Beira do Rio – A UFPA planejou um conjunto de atividades em celebração ao Centenário de José Saramago, em parceria com a fundação. Como você vê esse diálogo próximo com uma universidade na Amazônia brasileira?
Pilar – A Amazônia era um lugar querido por José Saramago, sobre o qual escreveu e com o qual se comprometeu participando de diversas iniciativas. Que a UFPA organize encontros com essa transcendência acadêmica e social é algo que honra a Fundação José Saramago. E reeditar livros do escritor é algo digno dos maiores elogios: agora, aos dois livros já publicados, une-se outro volume de conferências organizado pelo professor Carlos Reis, sem dúvida, um presente aos leitores.
Beira do Rio – A fundação não cuida da obra de Saramago, mas estimula movimentos culturais, debates e encontro de ideias. Como vocês têm feito isso em tempos de crise e recessão?

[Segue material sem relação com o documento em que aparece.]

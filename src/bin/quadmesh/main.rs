//! Quadmesh CLI - field-aligned quad remeshing.
//!
//! Usage: quadmesh -i <INPUT> -o <OUTPUT> [OPTIONS]
//!
//! Run `quadmesh --help` for available options. Set `RUST_LOG=debug` for
//! per-level solver output.

use std::io::Write;
use std::path::PathBuf;
use std::sync::atomic::{AtomicUsize, Ordering};
use std::sync::Arc;
use std::time::Instant;

use clap::Parser;

use quadmesh::algo::Progress;
use quadmesh::{Config, Remesher};

#[derive(Parser)]
#[command(name = "quadmesh")]
#[command(author, version, about = "Field-aligned quad remeshing", long_about = None)]
struct Cli {
    /// Input triangle mesh (OBJ, PLY or STL)
    #[arg(short, long)]
    input: PathBuf,

    /// Output quad mesh (OBJ or PLY)
    #[arg(short, long)]
    output: PathBuf,

    /// Target number of quads; negative infers it from the input
    #[arg(short = 'f', long, default_value = "-1", allow_negative_numbers = true)]
    faces: i64,

    /// Preserve sharp creases as feature lines
    #[arg(short = 's', long)]
    sharp: bool,

    /// Adapt the quad size to curvature
    #[arg(short = 'a', long)]
    adaptive: bool,

    /// Use min-cost flow for singularity removal
    #[arg(short = 'm', long)]
    mcf: bool,

    /// Use the constraint search for topology repair
    #[arg(short = 'S', long)]
    sat: bool,

    /// Seed for field initialization
    #[arg(long, default_value = "0")]
    seed: u64,

    /// Use single-threaded execution (for benchmarking)
    #[arg(long)]
    sequential: bool,

    /// Hide the progress bar
    #[arg(short, long)]
    quiet: bool,
}

impl Cli {
    fn config(&self) -> Config {
        let config = Config::default()
            .with_preserve_sharp(self.sharp)
            .with_adaptive_scale(self.adaptive)
            .with_minimum_cost_flow(self.mcf)
            .with_aggressive_sat(self.sat)
            .with_seed(self.seed)
            .with_parallel(!self.sequential);
        if self.faces > 0 {
            config.with_target_faces(self.faces as usize)
        } else {
            config.with_inferred_target()
        }
    }
}

fn main() {
    env_logger::Builder::from_env(env_logger::Env::default().default_filter_or("warn")).init();
    let cli = Cli::parse();

    if let Err(e) = run(cli) {
        eprintln!("Error: {}", e);
        std::process::exit(1);
    }
}

fn run(cli: Cli) -> Result<(), Box<dyn std::error::Error>> {
    let config = cli.config();
    let progress = if cli.quiet { Progress::none() } else { create_progress() };
    let mut remesher = Remesher::new(config).with_progress(progress);

    remesher.load(&cli.input)?;
    if let Some(mesh) = remesher.input() {
        println!("Loaded: {} vertices, {} faces", mesh.num_vertices(), mesh.num_faces());
    }

    let start = Instant::now();
    remesher.initialize()?;
    let report = remesher.run()?;
    let elapsed = start.elapsed();

    println!(
        "Hierarchy: {} levels over {} faces",
        report.hierarchy_levels, report.working_faces
    );
    println!(
        "Singularities: {} orientation (index {}), {} position",
        report.orientation_singularities, report.orientation_index, report.position_singularities
    );
    println!(
        "Repair: {} -> {} invalid faces, {} quads rerouted",
        report.repair.initial_invalid, report.repair.final_invalid, report.rerouted_quads
    );
    if !report.orientation_converged || !report.position_converged {
        println!("Note: field relaxation stopped at the sweep limit");
    }
    println!(
        "Result: {} vertices, {} quads, {} irregular vertices",
        report.output_vertices, report.output_faces, report.irregular_vertices
    );
    if report.singularity_links.unlinked > 0 {
        println!(
            "Note: {} singularities have no irregular vertex nearby",
            report.singularity_links.unlinked
        );
    }

    remesher.write(&cli.output)?;
    println!("Saved: {} ({:.2?})", cli.output.display(), elapsed);

    Ok(())
}

/// Create a progress reporter that displays a progress bar on the terminal.
fn create_progress() -> Progress {
    let max_percent = Arc::new(AtomicUsize::new(0));

    Progress::new(move |current, total, message| {
        if total == 0 {
            return;
        }

        let raw_percent = if current >= total {
            100
        } else {
            ((current * 100) + (total / 2)) / total
        };

        // Solver levels and pipeline stages share the callback; only move forward.
        let previous = max_percent.fetch_max(raw_percent, Ordering::Relaxed);
        if raw_percent <= previous && raw_percent != 100 {
            return;
        }

        let bar_width = 30;
        let filled = (raw_percent * bar_width) / 100;
        let bar = "=".repeat(filled);
        let space = " ".repeat(bar_width - filled);
        eprint!("\r[{}{}] {:3}% {:<28}", bar, space, raw_percent, message);
        let _ = std::io::stderr().flush();

        if current >= total {
            eprintln!();
            max_percent.store(0, Ordering::Relaxed);
        }
    })
}
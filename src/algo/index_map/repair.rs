//! Topology repair strategies.
//!
//! Extraction works best when every face of the edge lattice is valid: a
//! closed, positively oriented image no larger than one cell. Both strategies
//! behind [`TopologyRepair`] start with [`close_loops`], which removes
//! position singularities by flow and keeps each independent part of the
//! flow only when it pays off. They differ in what runs on the closed
//! lattice afterwards:
//!
//! - [`FlowRepair`] collapses the longest edge of every face in a cluster of
//!   invalid faces, locks it and closes the loops again. A cluster collapse
//!   that does not lower the invalid count is rolled back.
//! - [`ConstraintRepair`] runs a bounded backtracking search over integer
//!   vertex shifts around each cluster of invalid faces, growing the search
//!   region ring by ring.
//!
//! Vertex shifts never change a face loop, so the constraint search cannot
//! reintroduce position singularities.

use std::collections::{BTreeMap, BTreeSet};
use std::fmt::Debug;

use nalgebra::Vector2;

use crate::config::Config;
use crate::mesh::{SurfaceMesh, UnionFind, INVALID};

use super::flow::{resolve_face_loops, FlowSolver};
use super::lattice::{linf, EdgeLattice};

/// Upper bound on flow passes per singularity removal.
const MAX_FLOW_PASSES: usize = 16;

/// Shifts tried per vertex by the constraint search, in order.
const SHIFTS: [(i32, i32); 5] = [(0, 0), (1, 0), (-1, 0), (0, 1), (0, -1)];

/// A vertex shift or an edge translation change, by index.
type Offset = (usize, Vector2<i32>);

/// Search nodes spent settling the faces touched by one flow group.
const SETTLE_BUDGET: usize = 4_000;

/// One-ring growth steps when settling a flow group.
const SETTLE_RINGS: usize = 1;

/// Read-only inputs shared by the repair strategies.
#[derive(Debug, Clone, Copy)]
pub struct RepairContext<'a> {
    /// The working mesh.
    pub mesh: &'a SurfaceMesh,
    /// Per face: whether it carries an orientation singularity.
    pub orientation_singular: &'a [bool],
    /// Per directed edge: whether it is a feature edge.
    pub sharp: &'a [bool],
    /// Whether feature edges must stay axis-aligned.
    pub preserve_sharp: bool,
    /// Flow strategy for closing face loops.
    pub solver: &'a dyn FlowSolver,
}

/// What a repair pass did.
#[derive(Debug, Clone, Copy, Default, PartialEq, Eq)]
pub struct RepairStats {
    /// Invalid faces before the repair.
    pub initial_invalid: usize,
    /// Invalid faces after the repair.
    pub final_invalid: usize,
    /// Position singularities left after the repair.
    pub open_loops: usize,
    /// Edge components changed by flow.
    pub flow_changes: usize,
    /// Collapse rounds or searched clusters.
    pub rounds: usize,
}

/// A strategy that makes the faces of an edge lattice valid.
pub trait TopologyRepair: Debug + Send + Sync {
    /// Short name for logging.
    fn name(&self) -> &'static str;

    /// Repair `lattice` in place.
    ///
    /// Never raises the number of invalid faces or open loops. Faces left
    /// invalid are paired up topologically by extraction.
    fn repair(&self, ctx: &RepairContext, lattice: &mut EdgeLattice) -> RepairStats;
}

/// Pick the repair strategy named by the configuration.
pub fn repair_strategy(config: &Config) -> Box<dyn TopologyRepair> {
    if config.aggressive_sat {
        Box::new(ConstraintRepair {
            search_budget: config.sat_search_budget,
            max_rings: config.sat_max_rings,
        })
    } else {
        Box::new(FlowRepair {
            rounds: config.repair_rounds,
        })
    }
}

/// Sum of `|x| + |y|` over the loops of orientation-regular faces.
fn loop_residual(lattice: &EdgeLattice, orientation_singular: &[bool]) -> i64 {
    (0..orientation_singular.len())
        .filter(|&f| !orientation_singular[f])
        .map(|f| {
            let s = lattice.face_loop(f);
            (s.x.abs() + s.y.abs()) as i64
        })
        .sum()
}

/// Number of orientation-regular faces whose loop is open.
pub fn count_open_loops(lattice: &EdgeLattice, orientation_singular: &[bool]) -> usize {
    (0..orientation_singular.len())
        .filter(|&f| !orientation_singular[f] && lattice.face_loop(f) != Vector2::zeros())
        .count()
}
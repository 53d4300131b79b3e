use relay_core::domain::{Chat, ChatId, Company, CompanyId, OwnerId};

#[derive(Debug, sqlx::FromRow)]
pub(crate) struct CompanyRow {
    pub id: i64,
    pub owner_id: i64,
    pub token: String,
    pub name: String,
    pub email: String,
}

impl From<CompanyRow> for Company {
    fn from(row: CompanyRow) -> Self {
        Self {
            id: CompanyId(row.id),
            owner_id: OwnerId(row.owner_id),
            token: row.token,
            name: row.name,
            email: row.email,
        }
    }
}

#[derive(Debug, sqlx::FromRow)]
pub(crate) struct ChatRow {
    pub id: i64,
    pub company_id: i64,
    pub telegram_id: i64,
}

impl From<ChatRow> for Chat {
    fn from(row: ChatRow) -> Self {
        Self {
            id: row.id,
            company_id: CompanyId(row.company_id),
            external_id: ChatId(row.telegram_id),
        }
    }
}

pub(crate) fn non_empty_chats(rows: Vec<ChatRow>) -> Option<Vec<Chat>> {
    if rows.is_empty() {
        None
    } else {
        Some(rows.into_iter().map(Chat::from).collect())
    }
}
use std::{env, fs, path::Path, time::Duration};

use crate::{
    errors::Error,
    messaging::throttled::ThrottleConfig,
    security::{DEFAULT_TOKEN_LENGTH, MIN_TOKEN_LENGTH},
    Result,
};

/// Typed configuration, read from the environment (and `.env` when present).
#[derive(Clone, Debug)]
pub struct Config {
    // Telegram
    pub telegram_bot_token: String,

    // Storage
    pub database_url: String,

    // HTTP
    pub http_address: String,
    /// Bound on the recipient lookup of one request and on each outbound Telegram send.
    pub http_timeout: Duration,

    // Logging
    pub log_level: String,

    // Companies
    pub token_length: usize,

    // Delivery pacing
    pub throttle: ThrottleConfig,
}

impl Config {
    pub fn load() -> Result<Self> {
        load_dotenv_if_present(Path::new(".env"));
        Self::from_lookup(|key| env::var(key).ok())
    }

    /// Build the config from an arbitrary key lookup (the process env in production).
    pub fn from_lookup(lookup: impl Fn(&str) -> Option<String>) -> Result<Self> {
        let get = |key: &str| lookup(key).and_then(non_empty);

        let telegram_bot_token = get("TELEGRAM_BOT_TOKEN").ok_or_else(|| {
            Error::Config("TELEGRAM_BOT_TOKEN environment variable is required".to_string())
        })?;

        let database_url =
            get("DATABASE_URL").unwrap_or_else(|| "sqlite://webhook-relay.db?mode=rwc".to_string());
        let http_address = get("HTTP_ADDRESS").unwrap_or_else(|| "127.0.0.1:8080".to_string());
        let http_timeout = Duration::from_millis(parse_u64(&get, "HTTP_TIMEOUT_MS")?.unwrap_or(4000));
        let log_level = get("LOG_LEVEL").unwrap_or_else(|| "info".to_string());

        let token_length = parse_u64(&get, "TOKEN_LENGTH")?
            .map(|n| n as usize)
            .unwrap_or(DEFAULT_TOKEN_LENGTH);
        if token_length < MIN_TOKEN_LENGTH {
            return Err(Error::Config(format!(
                "TOKEN_LENGTH must be at least {MIN_TOKEN_LENGTH}"
            )));
        }

        let defaults = ThrottleConfig::default();
        let throttle = ThrottleConfig {
            global_min_interval: parse_u64(&get, "DELIVERY_GLOBAL_INTERVAL_MS")?
                .map(Duration::from_millis)
                .unwrap_or(defaults.global_min_interval),
            per_chat_min_interval: parse_u64(&get, "DELIVERY_PER_CHAT_INTERVAL_MS")?
                .map(Duration::from_millis)
                .unwrap_or(defaults.per_chat_min_interval),
        };

        Ok(Self {
            telegram_bot_token,
            database_url,
            http_address,
            http_timeout,
            log_level,
            token_length,
            throttle,
        })
    }
}

fn parse_u64(get: &impl Fn(&str) -> Option<String>, key: &str) -> Result<Option<u64>> {
    let Some(raw) = get(key) else {
        return Ok(None);
    };
    raw.trim()
        .parse::<u64>()
        .map(Some)
        .map_err(|_| Error::Config(format!("{key} must be a non-negative integer, got {raw:?}")))
}

fn load_dotenv_if_present(path: &Path) {
    let Ok(contents) = fs::read_to_string(path) else {
        return;
    };

    for raw in contents.lines() {
        let line = raw.trim();
        if line.is_empty() || line.starts_with('#') {
            continue;
        }

        let Some((k, v)) = line.split_once('=') else {
            continue;
        };

        let key = k.trim();
        if key.is_empty() {
            continue;
        }
        if env::var_os(key).is_some() {
            continue; // do not override existing env
        }

        let mut val = v.trim().to_string();
        // Strip optional surrounding quotes.
        if val.len() >= 2
            && ((val.starts_with('"') && val.ends_with('"'))
                || (val.starts_with('\'') && val.ends_with('\'')))
        {
            val = val[1..val.len() - 1].to_string();
        }

        env::set_var(key, val);
    }
}

fn non_empty(s: String) -> Option<String> {
    if s.trim().is_empty() {
        None
    } else {
        Some(s)
    }
}

#[cfg(test)]
mod tests {
    use super::*;
    use std::collections::HashMap;

    fn load(pairs: &[(&str, &str)]) -> Result<Config> {
        let vars: HashMap<String, String> = pairs
            .iter()
            .map(|(k, v)| (k.to_string(), v.to_string()))
            .collect();
        Config::from_lookup(|k| vars.get(k).cloned())
    }

    #[test]
    fn defaults_apply() {
        let cfg = load(&[("TELEGRAM_BOT_TOKEN", "123:abc")]).unwrap();
        assert_eq!(cfg.telegram_bot_token, "123:abc");
        assert_eq!(cfg.http_address, "127.0.0.1:8080");
        assert_eq!(cfg.http_timeout, Duration::from_secs(4));
        assert_eq!(cfg.token_length, 30);
        assert_eq!(cfg.log_level, "info");
        assert_eq!(cfg.throttle.per_chat_min_interval, Duration::from_millis(1050));
    }

    #[test]
    fn bot_token_is_required() {
        let err = load(&[("TELEGRAM_BOT_TOKEN", "  ")]).unwrap_err();
        assert!(matches!(err, Error::Config(_)));
    }

    #[test]
    fn overrides_are_parsed() {
        let cfg = load(&[
            ("TELEGRAM_BOT_TOKEN", "t"),
            ("HTTP_ADDRESS", "0.0.0.0:9000"),
            ("HTTP_TIMEOUT_MS", "250"),
            ("DATABASE_URL", "sqlite::memory:"),
            ("TOKEN_LENGTH", "40"),
            ("DELIVERY_GLOBAL_INTERVAL_MS", "0"),
        ])
        .unwrap();
        assert_eq!(cfg.http_address, "0.0.0.0:9000");
        assert_eq!(cfg.http_timeout, Duration::from_millis(250));
        assert_eq!(cfg.database_url, "sqlite::memory:");
        assert_eq!(cfg.token_length, 40);
        assert_eq!(cfg.throttle.global_min_interval, Duration::ZERO);
    }

    #[test]
    fn bad_numbers_are_config_errors() {
        assert!(load(&[("TELEGRAM_BOT_TOKEN", "t"), ("HTTP_TIMEOUT_MS", "soon")]).is_err());
        assert!(load(&[("TELEGRAM_BOT_TOKEN", "t"), ("TOKEN_LENGTH", "8")]).is_err());
    }
}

Pilar – Com imaginação, sempre há maneiras de pensar, dizer, cantar, atuar, gritar, se for preciso, sem a necessidade de grandes investimentos financeiros. O mundo dos negócios está longe da cultura e do ativismo, mas os cidadãos têm a possibilidade de inventar, e isso é o que fazemos na fundação. José Saramago dizia que, no mundo, havia duas superpotências, e uma delas era o poder cívico. A outra, a que menos interessa, era um país que atua como se fosse o centro do mundo, mas esse é só um país diante da possibilidade de expressão dos cidadãos em todas as universidades, associações, culturas, países etc. Há muitas formas de ativar o pensamento e a cultura usando a perseverança e a imaginação.
Beira do Rio – Como leitora, qual a sua obra de Saramago favorita? Qual indicação você daria para os nossos leitores?
Pilar – Cada dia, tenho uma obra preferida, depende do ânimo… Mas se quer que eu dê um título, que seja Ensaio sobre a lucidez, um livro em que os jovens dizem que aquilo que é público, a governação, também é deles, e decidem, com os meios que a democracia nos dá, intervir para que a sociedade seja mais humana.
Beira do Rio – Como você observa a nova geração de escritores de língua portuguesa?
Pilar – Com muito respeito e confiança. Tanto no Brasil como em Portugal, também em Angola e Moçambique, há escritores maravilhosos que ajudam a manter vivo o idioma português. Porque os idiomas precisam de cuidado para que não atrofiem ou desapareçam, e são os escritores os responsáveis por regá-los para que eles, os idiomas, cresçam e permitam que nós nos expressemos com melhores palavras e conceitos. A literatura se fortalece e se reinventa com os escritores jovens e graças a eles.